* _Task goal_:
Your task is to write out exactly the lines from the line containing "use crate::core::ChartId;" through the end of the records, inclusive at both ends.

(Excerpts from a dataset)
════════
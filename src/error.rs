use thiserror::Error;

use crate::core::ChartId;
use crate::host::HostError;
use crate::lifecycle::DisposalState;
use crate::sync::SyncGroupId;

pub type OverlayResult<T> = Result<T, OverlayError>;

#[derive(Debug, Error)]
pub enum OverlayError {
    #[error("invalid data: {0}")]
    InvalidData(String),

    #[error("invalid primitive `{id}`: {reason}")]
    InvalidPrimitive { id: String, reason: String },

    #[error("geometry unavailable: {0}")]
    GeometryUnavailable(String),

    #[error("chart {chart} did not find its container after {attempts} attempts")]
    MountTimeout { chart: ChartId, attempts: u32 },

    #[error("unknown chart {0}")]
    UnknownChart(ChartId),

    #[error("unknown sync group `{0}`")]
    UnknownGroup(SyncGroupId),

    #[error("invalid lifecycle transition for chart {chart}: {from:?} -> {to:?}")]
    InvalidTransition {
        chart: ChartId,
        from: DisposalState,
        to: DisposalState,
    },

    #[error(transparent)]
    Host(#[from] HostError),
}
════════
* _Output_:
use crate::core::ChartId;
use crate::host::HostError;
use crate::lifecycle::DisposalState;
use crate::sync::SyncGroupId;

pub type OverlayResult<T> = Result<T, OverlayError>;

#[derive(Debug, Error)]
pub enum OverlayError {
    #[error("invalid data: {0}")]
    InvalidData(String),

    #[error("invalid primitive `{id}`: {reason}")]
    InvalidPrimitive { id: String, reason: String },

    #[error("geometry unavailable: {0}")]
    GeometryUnavailable(String),

    #[error("chart {chart} did not find its container after {attempts} attempts")]
    MountTimeout { chart: ChartId, attempts: u32 },

    #[error("unknown chart {0}")]
    UnknownChart(ChartId),

    #[error("unknown sync group `{0}`")]
    UnknownGroup(SyncGroupId),

    #[error("invalid lifecycle transition for chart {chart}: {from:?} -> {to:?}")]
    InvalidTransition {
        chart: ChartId,
        from: DisposalState,
        to: DisposalState,
    },

    #[error(transparent)]
    Host(#[from] HostError),
}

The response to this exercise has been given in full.